Supplied data
______________________________

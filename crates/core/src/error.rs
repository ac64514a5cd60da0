use crate::validation::ValidationErrors;
use uti_ids::{IdError, RecordId};

#[derive(Debug, thiserror::Error)]
pub enum WardError {
    #[error("invalid input: {0}")]
    InvalidInput(String),
    #[error("validation failed: {0}")]
    Validation(ValidationErrors),
    #[error("{kind} not found: {id}")]
    NotFound { kind: &'static str, id: RecordId },
    #[error("task {id} cannot move from {from} to {to}")]
    IllegalTransition {
        id: RecordId,
        from: &'static str,
        to: &'static str,
    },
    #[error("invalid identifier: {0}")]
    Id(#[from] IdError),
    #[error("scale import failed: {0}")]
    Import(#[from] ImportError),
}

impl WardError {
    pub(crate) fn not_found(kind: &'static str, id: &RecordId) -> Self {
        WardError::NotFound {
            kind,
            id: id.clone(),
        }
    }
}

pub type WardResult<T> = std::result::Result<T, WardError>;

/// Failures that abort a scale import as a whole.
///
/// Individual bad rows are not errors; they are reported as messages on the import outcome.
#[derive(Debug, thiserror::Error)]
pub enum ImportError {
    #[error("only .csv files can be imported, got '{0}'")]
    NotCsv(String),
    #[error("unexpected header: expected '{expected}', got '{found}'")]
    InvalidHeader { expected: String, found: String },
    #[error("the file is empty")]
    Empty,
    #[error("failed to read scale file: {0}")]
    FileRead(std::io::Error),
    #[error("failed to parse CSV: {0}")]
    Csv(#[from] csv::Error),
}

pub type ImportResult<T> = std::result::Result<T, ImportError>;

______________________________

Give only the number of lines in the data that hold the string "ValidationErrors".

Problem solution
2